I started by defining $\sqrt{1-z^{2}}=\sqrt{(1-z)(1+z)} $ so that it is a well-defined function if the line segment $[-1,1]$ is omitted.

Similar to an example on Wikipedia, I choose the branches where $0 < \arg(1-z) \le 2 \pi$ and $-\pi < \arg(1+z) \le \pi$.

Then I integrated $ f(z) = \frac{\sqrt{1-z^{2}}}{1+z^{2}}$ clockwise around a dumbbell contour.

Just above the branch cut, $\arg(1-z) = 2 \pi$ and $\arg(1+z) = 0$.

And just below the branch cut, $\arg(1-z) = 0$ and $\arg(1+z) = 0$.

So the integral evaluates to $-I$ both above the cut and below the cut.

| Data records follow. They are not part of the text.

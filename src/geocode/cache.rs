//! File-based coordinate cache at ./geocache.json.
//!
//! Keys are either a bare address or `"{backend}:{address}"`; values
//! are `[lat, lon]` arrays. Entries never expire. The cache is a pure
//! performance optimization: a missing, corrupt, or unwritable file
//! degrades to no-cache behavior, never to a failed run.

use super::types::Coords;
use serde_json::Value;
use std::fs;
use std::path::{Path, PathBuf};

pub const DEFAULT_CACHE_FILE: &str = "geocache.json";

/// The on-disk geocode cache. Entries are kept as raw JSON values so a
/// malformed entry survives loading and can be purged on lookup miss.
pub struct GeoCache {
    path: PathBuf,
    entries: serde_json::Map<String, Value>,
}

impl GeoCache {
    /// Load the cache from the default working-directory path.
    pub fn load() -> Self {
        Self::load_from(Path::new(DEFAULT_CACHE_FILE))
    }

    /// Load from a specific path (tests point this at a temp dir).
    pub fn load_from(path: &Path) -> Self {
        let entries = Self::read_file(path).unwrap_or_default();
        Self { path: path.to_path_buf(), entries }
    }

    fn read_file(path: &Path) -> Option<serde_json::Map<String, Value>> {
        let data = fs::read_to_string(path).ok()?;
        match serde_json::from_str(&data).ok()? {
            Value::Object(map) => Some(map),
            _ => None,
        }
    }

    /// Look up a key. Only a well-formed 2-element numeric array is a
    /// hit; anything else reads as a miss.
    pub fn get(&self, key: &str) -> Option<Coords> {
        as_coords(self.entries.get(key)?)
    }

    /// True if `key` is present but does not hold a valid pair.
    pub fn is_malformed(&self, key: &str) -> bool {
        match self.entries.get(key) {
            Some(value) => as_coords(value).is_none(),
            None => false,
        }
    }

    /// Store a pair under `key` (in memory; call `persist` to flush).
    pub fn insert(&mut self, key: &str, coords: Coords) {
        self.entries.insert(
            key.to_string(),
            Value::Array(vec![coords.lat.into(), coords.lon.into()]),
        );
    }

    /// Drop any present-but-malformed entries among `keys` so a later
    /// run can retry them. Returns true if anything was removed.
    pub fn purge_malformed(&mut self, keys: &[String]) -> bool {
        let mut modified = false;
        for key in keys {
            if self.is_malformed(key) {
                self.entries.remove(key);
                modified = true;
            }
        }
        modified
    }

    /// Best-effort write-back. Failures are swallowed: losing the
    /// cache must never abort the run.
    pub fn persist(&self) {
        if let Ok(json) = serde_json::to_string_pretty(&self.entries) {
            let _ = fs::write(&self.path, json);
        }
    }

    pub fn len(&self) -> usize {
        self.entries.len()
    }

    pub fn is_empty(&self) -> bool {
        self.entries.is_empty()
    }
}

fn as_coords(value: &Value) -> Option<Coords> {
    let arr = value.as_array()?;
    if arr.len() != 2 {
        return None;
    }
    Some(Coords {
        lat: arr[0].as_f64()?,
        lon: arr[1].as_f64()?,
    })
}
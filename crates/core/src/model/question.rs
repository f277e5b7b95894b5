use serde::{Deserialize, Serialize};
use thiserror::Error;

use crate::model::ids::QuestionId;
use crate::model::item_type::ItemType;

#[derive(Debug, Error, Clone, PartialEq, Eq)]
#[non_exhaustive]
pub enum QuestionError {
    #[error("question {id} has no text")]
    EmptyText { id: QuestionId },
}

/// A single test prompt: one vocabulary item the learner writes a sentence for.
///
/// Immutable once constructed. Blank optional fields are normalized to `None`
/// so renderers only need to check for presence.
#[derive(Debug, Clone, PartialEq, Eq, Serialize, Deserialize)]
#[serde(try_from = "QuestionRecord")]
pub struct Question {
    id: QuestionId,
    #[serde(rename = "type")]
    item_type: ItemType,
    text: String,
    #[serde(skip_serializing_if = "Option::is_none")]
    example: Option<String>,
    #[serde(skip_serializing_if = "Option::is_none")]
    meaning: Option<String>,
}

impl Question {
    /// # Errors
    ///
    /// Returns `QuestionError::EmptyText` if `text` is blank.
    pub fn new(
        id: QuestionId,
        item_type: ItemType,
        text: impl Into<String>,
    ) -> Result<Self, QuestionError> {
        let text = text.into().trim().to_string();
        if text.is_empty() {
            return Err(QuestionError::EmptyText { id });
        }
        Ok(Self {
            id,
            item_type,
            text,
            example: None,
            meaning: None,
        })
    }

    #[must_use]
    pub fn with_example(mut self, example: Option<String>) -> Self {
        self.example = non_blank(example);
        self
    }

    #[must_use]
    pub fn with_meaning(mut self, meaning: Option<String>) -> Self {
        self.meaning = non_blank(meaning);
        self
    }

    #[must_use]
    pub fn id(&self) -> &QuestionId {
        &self.id
    }

    #[must_use]
    pub fn item_type(&self) -> &ItemType {
        &self.item_type
    }

    /// The word, phrasal verb or idiom being tested.
    #[must_use]
    pub fn text(&self) -> &str {
        &self.text
    }

    #[must_use]
    pub fn example(&self) -> Option<&str> {
        self.example.as_deref()
    }

    /// Definition or meaning, when the source provides one.
    #[must_use]
    pub fn meaning(&self) -> Option<&str> {
        self.meaning.as_deref()
    }
}

fn non_blank(value: Option<String>) -> Option<String> {
    value
        .map(|v| v.trim().to_string())
        .filter(|v| !v.is_empty())
}

/// Wire shape accepted from question sources.
///
/// Regular tests send `text`/`example`/`meaning`; mastery tests send
/// `word`/`example_sentence` and either `definition` or `meaning`.
#[derive(Deserialize)]
struct QuestionRecord {
    id: QuestionId,
    #[serde(rename = "type")]
    item_type: ItemType,
    #[serde(alias = "word")]
    text: String,
    #[serde(default, alias = "example_sentence")]
    example: Option<String>,
    #[serde(default, alias = "definition")]
    meaning: Option<String>,
}

impl TryFrom<QuestionRecord> for Question {
    type Error = QuestionError;

    fn try_from(record: QuestionRecord) -> Result<Self, Self::Error> {
        Ok(Question::new(record.id, record.item_type, record.text)?
            .with_example(record.example)
            .with_meaning(record.meaning))
    }
}

#[cfg(test)]
mod tests {
    use super::*;
    use serde_json::json;

    #[test]
    fn parses_regular_question_record() {
        let value = json!({
            "type": "idiom",
            "id": 4,
            "text": "break the ice",
            "meaning": "to start a conversation",
            "example": "She told a joke to break the ice."
        });
        let question: Question = serde_json::from_value(value).unwrap();
        assert_eq!(question.id(), &QuestionId::new(4));
        assert_eq!(question.item_type(), &ItemType::Idiom);
        assert_eq!(question.text(), "break the ice");
        assert_eq!(question.meaning(), Some("to start a conversation"));
        assert_eq!(question.example(), Some("She told a joke to break the ice."));
    }

    #[test]
    fn parses_mastery_question_record() {
        let value = json!({
            "type": "vocabulary",
            "format": "sentence_writing",
            "id": 9,
            "word": "ephemeral",
            "definition": "lasting a short time",
            "example_sentence": null,
            "difficulty_level": "hard"
        });
        let question: Question = serde_json::from_value(value).unwrap();
        assert_eq!(question.text(), "ephemeral");
        assert_eq!(question.meaning(), Some("lasting a short time"));
        assert_eq!(question.example(), None);
    }

    #[test]
    fn parses_text_id() {
        let value = json!({ "type": "vocabulary", "id": "v-17", "text": "run" });
        let question: Question = serde_json::from_value(value).unwrap();
        assert_eq!(question.id(), &QuestionId::from("v-17"));
        assert_eq!(question.text(), "run");
    }

    #[test]
    fn blank_example_is_treated_as_absent() {
        let question = Question::new(QuestionId::new(1), ItemType::Vocabulary, "run")
            .unwrap()
            .with_example(Some("   ".into()));
        assert_eq!(question.example(), None);
    }

    #[test]
    fn rejects_blank_text() {
        let err = Question::new(QuestionId::new(3), ItemType::Idiom, "  ").unwrap_err();
        assert_eq!(err, QuestionError::EmptyText { id: QuestionId::new(3) });

        let value = json!({ "type": "idiom", "id": 3, "text": "" });
        assert!(serde_json::from_value::<Question>(value).is_err());
    }
}
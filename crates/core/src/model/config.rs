use serde::{Deserialize, Serialize};
use std::fmt;

/// Which test a session runs.
#[derive(Debug, Clone, Copy, PartialEq, Eq, Hash, Serialize, Deserialize)]
#[serde(rename_all = "snake_case")]
pub enum TestKind {
    /// Timed sentence test over items with mastery level 2 or higher.
    Regular,
    /// Untimed sentence test over fully mastered items, graded externally.
    Mastery,
}

impl TestKind {
    #[must_use]
    pub fn as_str(self) -> &'static str {
        match self {
            TestKind::Regular => "regular",
            TestKind::Mastery => "mastery",
        }
    }

    /// Parses `regular` / `mastery` (case-insensitive).
    #[must_use]
    pub fn parse(raw: &str) -> Option<Self> {
        match raw.trim().to_ascii_lowercase().as_str() {
            "regular" => Some(TestKind::Regular),
            "mastery" => Some(TestKind::Mastery),
            _ => None,
        }
    }
}

impl fmt::Display for TestKind {
    fn fmt(&self, f: &mut fmt::Formatter<'_>) -> fmt::Result {
        f.write_str(self.as_str())
    }
}

#[derive(Debug, Clone, Copy, PartialEq, Eq)]
pub enum HttpMethod {
    Get,
    Post,
}

/// Method and path of a JSON endpoint, relative to the API base URL.
#[derive(Debug, Clone, PartialEq, Eq)]
pub struct Endpoint {
    pub method: HttpMethod,
    pub path: String,
}

impl Endpoint {
    #[must_use]
    pub fn get(path: impl Into<String>) -> Self {
        Self {
            method: HttpMethod::Get,
            path: path.into(),
        }
    }

    #[must_use]
    pub fn post(path: impl Into<String>) -> Self {
        Self {
            method: HttpMethod::Post,
            path: path.into(),
        }
    }
}

pub const REGULAR_TIMER_SECS: u32 = 600;
pub const DEFAULT_QUESTION_COUNT: usize = 10;

/// Immutable description of how a test session behaves.
///
/// Regular and mastery tests differ only in this data; the session logic is
/// shared. Build one from a preset and adjust it with the `with_*` methods
/// before handing it to a session.
#[derive(Debug, Clone, PartialEq, Eq)]
pub struct SessionConfig {
    kind: TestKind,
    timer_secs: Option<u32>,
    question_count: usize,
    shows_examples: bool,
    shows_definitions: bool,
    context_panel: bool,
    autosave: bool,
    keyboard_navigation: bool,
    questions_endpoint: Endpoint,
    submit_endpoint: Endpoint,
    empty_message: String,
    empty_suggestion: String,
}

impl SessionConfig {
    /// Ten-minute test over items with mastery level 2 or higher.
    #[must_use]
    pub fn regular() -> Self {
        Self {
            kind: TestKind::Regular,
            timer_secs: Some(REGULAR_TIMER_SECS),
            question_count: DEFAULT_QUESTION_COUNT,
            shows_examples: true,
            shows_definitions: true,
            context_panel: false,
            autosave: true,
            keyboard_navigation: true,
            questions_endpoint: Endpoint::post("/api/generate-test"),
            submit_endpoint: Endpoint::post("/api/submit-test"),
            empty_message: "No words with mastery level 2 or higher yet. You need mastery level ≥2 to take a test."
                .into(),
            empty_suggestion: "Practice with flashcards to raise your mastery levels.".into(),
        }
    }

    /// Untimed test over mastered items, exported for external evaluation.
    ///
    /// The per-question context panel is enabled but gated by
    /// `shows_definitions`, which this preset leaves off, so the panel stays
    /// hidden unless a caller opts in explicitly.
    #[must_use]
    pub fn mastery() -> Self {
        Self {
            kind: TestKind::Mastery,
            timer_secs: None,
            question_count: DEFAULT_QUESTION_COUNT,
            shows_examples: false,
            shows_definitions: false,
            context_panel: true,
            autosave: true,
            keyboard_navigation: true,
            questions_endpoint: Endpoint::get("/api/mastered-test-questions"),
            submit_endpoint: Endpoint::post("/api/submit-mastered-test"),
            empty_message: "No mastered words found for testing. Master some words first!"
                .into(),
            empty_suggestion: "Keep practicing until words reach mastery level 5.".into(),
        }
    }

    #[must_use]
    pub fn for_kind(kind: TestKind) -> Self {
        match kind {
            TestKind::Regular => Self::regular(),
            TestKind::Mastery => Self::mastery(),
        }
    }

    /// Enables a countdown of `secs` seconds, or disables the timer with `None`.
    ///
    /// A zero-second timer is treated as disabled.
    #[must_use]
    pub fn with_timer(mut self, secs: Option<u32>) -> Self {
        self.timer_secs = secs.filter(|s| *s > 0);
        self
    }

    /// Caps how many questions a session keeps. Zero keeps the current cap.
    #[must_use]
    pub fn with_question_count(mut self, count: usize) -> Self {
        if count > 0 {
            self.question_count = count;
        }
        self
    }

    #[must_use]
    pub fn with_shows_examples(mut self, shows: bool) -> Self {
        self.shows_examples = shows;
        self
    }

    #[must_use]
    pub fn with_shows_definitions(mut self, shows: bool) -> Self {
        self.shows_definitions = shows;
        self
    }

    #[must_use]
    pub fn with_autosave(mut self, autosave: bool) -> Self {
        self.autosave = autosave;
        self
    }

    #[must_use]
    pub fn with_keyboard_navigation(mut self, enabled: bool) -> Self {
        self.keyboard_navigation = enabled;
        self
    }

    #[must_use]
    pub fn kind(&self) -> TestKind {
        self.kind
    }

    #[must_use]
    pub fn timer_secs(&self) -> Option<u32> {
        self.timer_secs
    }

    #[must_use]
    pub fn question_count(&self) -> usize {
        self.question_count
    }

    #[must_use]
    pub fn shows_examples(&self) -> bool {
        self.shows_examples
    }

    #[must_use]
    pub fn shows_definitions(&self) -> bool {
        self.shows_definitions
    }

    /// Whether the type-only context panel renders.
    ///
    /// Requires both the panel and `shows_definitions`.
    #[must_use]
    pub fn shows_context_panel(&self) -> bool {
        self.context_panel && self.shows_definitions
    }

    #[must_use]
    pub fn autosave(&self) -> bool {
        self.autosave
    }

    #[must_use]
    pub fn keyboard_navigation(&self) -> bool {
        self.keyboard_navigation
    }

    #[must_use]
    pub fn questions_endpoint(&self) -> &Endpoint {
        &self.questions_endpoint
    }

    #[must_use]
    pub fn submit_endpoint(&self) -> &Endpoint {
        &self.submit_endpoint
    }

    #[must_use]
    pub fn empty_message(&self) -> &str {
        &self.empty_message
    }

    #[must_use]
    pub fn empty_suggestion(&self) -> &str {
        &self.empty_suggestion
    }
}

Since the integrand is meromorphic outside the contour, I get

$$ - 2I = 2\pi i \left( \operatorname{Res}[f,i]+ \operatorname{Res}[f,-i] + \operatorname{Res}[f,\infty] \right),$$ where

$$\begin{align} \operatorname{Res}[f,i] &=\lim_{z\to i }\frac{\sqrt{|1-z|e^{i\arg(1-z)}\ |1+z|e^{i\arg(1+z)}}}{z+i} =\frac{\sqrt{\sqrt{2}e^{\frac{7\pi i}{4}}\sqrt{2}e^{\frac{\pi i}{4}}}}{2i} \\ &=\frac{\sqrt{2}e^{\pi i}}{2i}=-\frac{\sqrt{2}}{2i}, \end{align}$$

$$ \begin{align}\operatorname{Res}[f,-i] &=\lim_{z\to-i }\frac{\sqrt{|1-z|e^{i\arg(1-z)}\ |1+z|e^{i\arg(1+z)}}}{z-i}=\frac{\sqrt{\sqrt{2}e^{\frac{\pi i}{4}}\sqrt{2}e^{\frac{-\pi i}{4}}}}{-2i} \\ &=\frac{\sqrt{2}e^{ 0\pi i}}{-2i}=-\frac{\sqrt{2}}{2i}, \end{align}$$ and

$$ \begin{align}\operatorname{Res}[f,\infty] &=\operatorname{Res}\left[-\frac{1}{z^{2}}f\left(\frac{1}{z}\right), 0 \right]= \operatorname{Res}\left[-\frac{\sqrt{z^2-1}}{z(1+z^{2})},0\right]\\ &=-\lim_{z\to 0}\frac{\sqrt{z^2-1}}{1+z^{2}} = -(-1)^{\frac{1}{2}}. \end{align}$$

But what is $(-1)^{\frac{1}{2}}$?

I assume it must be $i$, but I don't know how to argue that it can't be $-i$.

EDIT:

There is also the issue that Ted Shifrin mentioned of assuming that $\sqrt{z^{2}}=z$.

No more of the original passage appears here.